Electronic voice phenomena (EVP) are sound recordings believed to be the voice of a spirit. Often, EVP’s are not heard at first, but after an investigation, ghost hunters analyze recordings to catch signs of a ghost. Cemeteries are very active with EVP’s, Machowski said.

One of Machowski’s recent EVP’s was distinct and quizzical. Someone had mentioned William Bonney, an alias used by Billy the Kid.

“I thought, Wow … William Bonney has never been known to have been in Minnesota,” the e-mail from Machowski continued. “I am going to be going back to see if I can get more EVP’s and to check the headstones.”

The ghost hunter returned twice to the Lydia Zion United Methodist Church cemetery in Spring Lake Township, talking and recording. The first time, her EVP’s turned up a woman who did not mention the frontier outlaw, who according to legend, killed 21 men, one for each year of his life.

The number is disputed.

As was his death, Machowski said.

The man who claimed to have killed Billy the Kid never received the bounty placed on the head of his notorious prize, Machowski said. The gravesite of Billy the Kid, born Henry McCarty, is unknown.

“With all this information, could he have survived?” Machowski said in an interview. “Maybe. Can’t say.”

Machowski’s suspicion had been that he was buried in Lydia, but her search – even for aliases, including his dearest friend’s names – finished empty handed.

But after a small ghost hunt last week with the Jordan Independent staff, she analyzed her recordings and wrote another e-mail:

“There was a man and a woman there at the graveyard when we were there. Some of the voices are very faint and hard to hear. … When I questioned about dropping the name of William Bonney, I got a woman saying, ‘Fame.’”

Then, in the same location as she had recorded the first mention of William Bonney, she recorded a man saying, “He’s dead.”

A friend of hers searched the gravestones for Billy the Kid’s aliases, as well. He did not find any, but he searched for the birth certificates of the deceased. One of them could not be found, raising further suspicion with Machowski.

“That place isn’t that huge,” Machowski said in an interview. “And a lot of them have the same name, because you know, a family-oriented town.”

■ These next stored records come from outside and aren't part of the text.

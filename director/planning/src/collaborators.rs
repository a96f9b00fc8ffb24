// This Source Code Form is subject to the terms of the Mozilla Public
// License, v. 2.0. If a copy of the MPL was not distributed with this
// file, You can obtain one at https://mozilla.org/MPL/2.0/.

//! Narrow interfaces consumed from external collaborators.
//!
//! Each component of the planning core depends only on the minimal capability
//! it needs; persistence, the agent RPC transport, and the cloud API live
//! behind these traits and are out of scope here.

use crate::errors::PlanningError;
use crate::instance::Instance;
use director_types::AgentState;
use director_types::AvailabilityZone;
use director_types::DesiredInstance;
use director_types::ExistingInstanceRecord;
use director_types::NetworkReservation;
use director_types::VmResources;
use serde_json::Value;
use std::collections::BTreeMap;
use std::net::IpAddr;

/// Builds and persists `Instance` domain objects.
///
/// `create` persists a new instance record with state "started", a generated
/// uuid, deployment linkage, and the group's compilation flag.
pub trait InstanceRepository {
    fn fetch_existing(
        &self,
        record: &ExistingInstanceRecord,
        agent_state: Option<&AgentState>,
        desired: &DesiredInstance,
    ) -> Result<Instance, PlanningError>;

    fn fetch_obsolete(
        &self,
        record: &ExistingInstanceRecord,
        agent_state: Option<&AgentState>,
    ) -> Result<Instance, PlanningError>;

    fn create(
        &self,
        desired: &DesiredInstance,
        index: i32,
    ) -> Result<Instance, PlanningError>;
}

/// Single authority for reservation and release of addresses across all
/// instance plans in a run. The planner never mutates IP state directly on
/// an instance record.
pub trait IpProvider {
    fn reserve(
        &mut self,
        reservation: &NetworkReservation,
    ) -> Result<(), anyhow::Error>;

    fn reserve_existing_ips(
        &mut self,
        reservation: &NetworkReservation,
    ) -> Result<(), anyhow::Error>;

    fn release(
        &mut self,
        reservation: &NetworkReservation,
    ) -> Result<(), anyhow::Error>;
}

/// The slice of the agent RPC surface the planning core touches: shutting
/// down superseded VMs during orphaning.
pub trait AgentClient {
    fn shutdown(&self, vm_cid: &str) -> Result<(), anyhow::Error>;
}

/// Read access to published DNS state, used by `dns_changed`.
pub trait DnsRecords {
    /// True when `name` currently resolves to `ip`.
    fn has_record(&self, name: &str, ip: IpAddr) -> bool;

    /// Local-DNS rows recorded for the given instance (name, ip pairs).
    fn local_rows_for(&self, instance_uuid: &str) -> Vec<(String, IpAddr)>;
}

/// Resolves declarative `vm_resources` into concrete cloud properties for a
/// given availability zone (typically by calling the CPI).
pub trait VmCloudPropsResolver {
    fn resolve(
        &self,
        resources: &VmResources,
        az: Option<&AvailabilityZone>,
    ) -> Result<Value, anyhow::Error>;
}

/// Memoizing wrapper around a `VmCloudPropsResolver`.
///
/// Resolution can be a CPI round trip, so results are cached per unique
/// (resource spec, az) pair for the duration of a planning run.
pub struct VmResourcesCache<'a> {
    resolver: &'a dyn VmCloudPropsResolver,
    cached: BTreeMap<(VmResources, Option<String>), Value>,
}

impl<'a> VmResourcesCache<'a> {
    pub fn new(resolver: &'a dyn VmCloudPropsResolver) -> Self {
        Self { resolver, cached: BTreeMap::new() }
    }

    pub fn get_vm_cloud_properties(
        &mut self,
        resources: &VmResources,
        az: Option<&AvailabilityZone>,
    ) -> Result<Value, PlanningError> {
        let key = (resources.clone(), az.map(|az| az.name.clone()));
        if let Some(props) = self.cached.get(&key) {
            return Ok(props.clone());
        }
        let props = self
            .resolver
            .resolve(resources, az)
            .map_err(PlanningError::VmResourcesResolution)?;
        self.cached.insert(key, props.clone());
        Ok(props)
    }

    /// Number of distinct (resources, az) pairs resolved so far.
    pub fn len(&self) -> usize {
        self.cached.len()
    }

    pub fn is_empty(&self) -> bool {
        self.cached.is_empty()
    }
}

#[cfg(test)]
mod test {
    use super::*;
    use crate::example::CountingResolver;

    #[test]
    fn cache_memoizes_per_resources_and_az() {
        let resolver = CountingResolver::default();
        let mut cache = VmResourcesCache::new(&resolver);

        let small =
            VmResources { cpu: 1, ram_mb: 1024, ephemeral_disk_size_mb: 0 };
        let large =
            VmResources { cpu: 4, ram_mb: 8192, ephemeral_disk_size_mb: 0 };
        let z1 = AvailabilityZone::new("z1");

        let first = cache
            .get_vm_cloud_properties(&small, Some(&z1))
            .expect("resolve small/z1");
        let second = cache
            .get_vm_cloud_properties(&small, Some(&z1))
            .expect("resolve small/z1 again");
        assert_eq!(first, second);
        assert_eq!(resolver.calls(), 1);

        cache
            .get_vm_cloud_properties(&small, None)
            .expect("resolve small with no az");
        cache.get_vm_cloud_properties(&large, Some(&z1)).expect("resolve large");
        assert_eq!(resolver.calls(), 3);
        assert_eq!(cache.len(), 3);
    }
}
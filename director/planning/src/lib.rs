// This Source Code Form is subject to the terms of the Mozilla Public
// License, v. 2.0. If a copy of the MPL was not distributed with this
// file, You can obtain one at https://mozilla.org/MPL/2.0/.

//! Instance reconciliation and planning engine.
//!
//! Given the desired instances of an instance group and the persisted records
//! of prior deployments, the planner computes the minimal transition plan:
//! which instances are new, which are reused, which are obsolete, which must
//! be recreated or updated in place, and in what order.

pub mod collaborators;
pub mod errors;
pub mod example;
pub mod factory;
pub mod index_assigner;
pub mod instance;
pub mod migrator;
pub mod plan;
pub mod planner;
pub mod sorter;

pub use errors::PlanningError;
pub use factory::InstancePlanFactory;
pub use plan::InstancePlan;
pub use planner::InstancePlanner;
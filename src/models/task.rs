use chrono::{DateTime, Utc};
use serde::{Deserialize, Serialize};
use sqlx::FromRow;
use uuid::Uuid;
use validator::Validate;

/// A task row, owned by exactly one user.
#[derive(Debug, Serialize, Deserialize, FromRow)]
pub struct Task {
    pub id: Uuid,
    pub user_id: Uuid,
    pub title: String,
    pub description: Option<String>,
    pub completed: bool,
    pub due_date: Option<DateTime<Utc>>,
    pub priority_id: Option<Uuid>,
    pub created_at: DateTime<Utc>,
    pub updated_at: DateTime<Utc>,
}

impl Task {
    pub fn new(input: TaskInput, user_id: Uuid) -> Self {
        let now = Utc::now();
        Self {
            id: Uuid::new_v4(),
            user_id,
            title: input.title,
            description: input.description,
            completed: false,
            due_date: input.due_date,
            priority_id: input.priority_id,
            created_at: now,
            updated_at: now,
        }
    }
}

/// Input for creating a task.
#[derive(Debug, Serialize, Deserialize, Validate)]
pub struct TaskInput {
    /// Must be between 1 and 200 characters.
    #[validate(length(min = 1, max = 200))]
    pub title: String,
    #[validate(length(max = 2000))]
    pub description: Option<String>,
    pub due_date: Option<DateTime<Utc>>,
    /// Must reference a shared default or a priority owned by the caller.
    pub priority_id: Option<Uuid>,
}

/// Partial update; fields omitted from the patch are left unchanged.
#[derive(Debug, Serialize, Deserialize, Validate, Default)]
pub struct TaskPatch {
    #[validate(length(min = 1, max = 200))]
    pub title: Option<String>,
    #[validate(length(max = 2000))]
    pub description: Option<String>,
    pub due_date: Option<DateTime<Utc>>,
    pub priority_id: Option<Uuid>,
    pub completed: Option<bool>,
}

impl TaskPatch {
    pub fn is_empty(&self) -> bool {
        self.title.is_none()
            && self.description.is_none()
            && self.due_date.is_none()
            && self.priority_id.is_none()
            && self.completed.is_none()
    }
}

/// Body of the dedicated completion toggle.
#[derive(Debug, Serialize, Deserialize)]
pub struct CompleteRequest {
    pub completed: bool,
}

/// Sort keys accepted by the list endpoint.
#[derive(Debug, Clone, Copy, Serialize, Deserialize, PartialEq, Eq)]
#[serde(rename_all = "snake_case")]
pub enum TaskSort {
    DueDate,
    CreatedAt,
}

impl TaskSort {
    pub fn column(self) -> &'static str {
        match self {
            TaskSort::DueDate => "due_date",
            TaskSort::CreatedAt => "created_at",
        }
    }
}

#[derive(Debug, Clone, Copy, Serialize, Deserialize, PartialEq, Eq)]
#[serde(rename_all = "snake_case")]
pub enum SortOrder {
    Asc,
    Desc,
}

impl SortOrder {
    pub fn keyword(self) -> &'static str {
        match self {
            SortOrder::Asc => "ASC",
            SortOrder::Desc => "DESC",
        }
    }
}

/// Query parameters for listing tasks.
#[derive(Debug, Serialize, Deserialize, Default)]
pub struct TaskQuery {
    /// Filter by completion state.
    pub completed: Option<bool>,
    /// Case-insensitive match against title and description.
    pub search: Option<String>,
    pub sort: Option<TaskSort>,
    pub order: Option<SortOrder>,
    pub limit: Option<i64>,
    pub offset: Option<i64>,
}

pub const DEFAULT_PAGE_SIZE: i64 = 20;
pub const MAX_PAGE_SIZE: i64 = 100;

impl TaskQuery {
    /// Effective page size, defaulted and capped.
    pub fn limit(&self) -> i64 {
        self.limit
            .unwrap_or(DEFAULT_PAGE_SIZE)
            .clamp(1, MAX_PAGE_SIZE)
    }

    pub fn offset(&self) -> i64 {
        self.offset.unwrap_or(0).max(0)
    }

    pub fn sort(&self) -> TaskSort {
        self.sort.unwrap_or(TaskSort::CreatedAt)
    }

    pub fn order(&self) -> SortOrder {
        self.order.unwrap_or(SortOrder::Desc)
    }
}

/// One page of tasks. `total` is the size of the full filtered set, not the
/// length of `items`.
#[derive(Debug, Serialize, Deserialize)]
pub struct TaskListResponse {
    pub items: Vec<Task>,
    pub total: i64,
    pub limit: i64,
    pub offset: i64,
}

#[cfg(test)]
mod tests {
    use super::*;

    #[test]
    fn test_task_creation_starts_incomplete() {
        let input = TaskInput {
            title: "Write report".to_string(),
            description: Some("quarterly numbers".to_string()),
            due_date: Some(Utc::now()),
            priority_id: None,
        };

        let user_id = Uuid::new_v4();
        let task = Task::new(input, user_id);
        assert_eq!(task.title, "Write report");
        assert_eq!(task.user_id, user_id);
        assert!(!task.completed);
    }

    #[test]
    fn test_task_input_validation() {
        let empty_title = TaskInput {
            title: "".to_string(),
            description: None,
            due_date: None,
            priority_id: None,
        };
        assert!(empty_title.validate().is_err());

        let long_title = TaskInput {
            title: "a".repeat(201),
            description: None,
            due_date: None,
            priority_id: None,
        };
        assert!(long_title.validate().is_err());

        let valid = TaskInput {
            title: "Valid".to_string(),
            description: Some("b".repeat(2000)),
            due_date: None,
            priority_id: None,
        };
        assert!(valid.validate().is_ok());

        let long_description = TaskInput {
            title: "Valid".to_string(),
            description: Some("b".repeat(2001)),
            due_date: None,
            priority_id: None,
        };
        assert!(long_description.validate().is_err());
    }

    #[test]
    fn test_patch_emptiness() {
        assert!(TaskPatch::default().is_empty());
        let patch = TaskPatch {
            completed: Some(true),
            ..Default::default()
        };
        assert!(!patch.is_empty());
    }

    #[test]
    fn test_query_defaults_and_caps() {
        let query = TaskQuery::default();
        assert_eq!(query.limit(), DEFAULT_PAGE_SIZE);
        assert_eq!(query.offset(), 0);
        assert_eq!(query.sort(), TaskSort::CreatedAt);
        assert_eq!(query.order(), SortOrder::Desc);

        let query = TaskQuery {
            limit: Some(10_000),
            offset: Some(-3),
            sort: Some(TaskSort::DueDate),
            order: Some(SortOrder::Asc),
            ..Default::default()
        };
        assert_eq!(query.limit(), MAX_PAGE_SIZE);
        assert_eq!(query.offset(), 0);
        assert_eq!(query.sort().column(), "due_date");
        assert_eq!(query.order().keyword(), "ASC");
    }
}
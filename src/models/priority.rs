use chrono::{DateTime, Utc};
use lazy_static::lazy_static;
use serde::{Deserialize, Serialize};
use sqlx::FromRow;
use uuid::Uuid;
use validator::Validate;

lazy_static! {
    // "#RRGGBB"
    static ref COLOR_REGEX: regex::Regex = regex::Regex::new(r"^#[0-9a-fA-F]{6}$").unwrap();
}

/// A priority level. `user_id` is `None` for the seeded shared defaults and
/// set for per-user additions.
#[derive(Debug, Serialize, Deserialize, FromRow)]
pub struct Priority {
    pub id: Uuid,
    pub user_id: Option<Uuid>,
    pub name: String,
    /// Display order / sort weight.
    pub value: i32,
    pub color: String,
    pub created_at: DateTime<Utc>,
    pub updated_at: DateTime<Utc>,
}

impl Priority {
    pub fn new(input: PriorityInput, user_id: Uuid) -> Self {
        let now = Utc::now();
        Self {
            id: Uuid::new_v4(),
            user_id: Some(user_id),
            name: input.name,
            value: input.value,
            color: input.color,
            created_at: now,
            updated_at: now,
        }
    }
}

#[derive(Debug, Serialize, Deserialize, Validate)]
pub struct PriorityInput {
    #[validate(length(min = 1, max = 50))]
    pub name: String,
    pub value: i32,
    #[validate(regex(path = "COLOR_REGEX", message = "Color must be in #RRGGBB form"))]
    pub color: String,
}

#[derive(Debug, Serialize, Deserialize, Validate, Default)]
pub struct PriorityPatch {
    #[validate(length(min = 1, max = 50))]
    pub name: Option<String>,
    pub value: Option<i32>,
    #[validate(regex(path = "COLOR_REGEX", message = "Color must be in #RRGGBB form"))]
    pub color: Option<String>,
}

#[cfg(test)]
mod tests {
    use super::*;

    #[test]
    fn test_priority_input_validation() {
        let valid = PriorityInput {
            name: "Someday".to_string(),
            value: 0,
            color: "#a0B1c2".to_string(),
        };
        assert!(valid.validate().is_ok());

        let bad_color = PriorityInput {
            name: "Someday".to_string(),
            value: 0,
            color: "red".to_string(),
        };
        assert!(bad_color.validate().is_err());

        let empty_name = PriorityInput {
            name: "".to_string(),
            value: 0,
            color: "#ffffff".to_string(),
        };
        assert!(empty_name.validate().is_err());
    }

    #[test]
    fn test_new_priority_is_user_owned() {
        let user_id = Uuid::new_v4();
        let priority = Priority::new(
            PriorityInput {
                name: "Backlog".to_string(),
                value: 0,
                color: "#cccccc".to_string(),
            },
            user_id,
        );
        assert_eq!(priority.user_id, Some(user_id));
    }
}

Machowski, who plans to return for more recordings, said it’s just another mystery worth pursuing.

NOTE: Billy the Kid (Henry McCarty, alias William Bonney) was buried at Fort Sumner, New Mexico and the man who killed him, Pat Garrett, was buried at the Masonic Cemetery in Las Cruces, New Mexico. I’m going to try to make some inquiries and keep tabs on this case…it’s an fascinating mystery.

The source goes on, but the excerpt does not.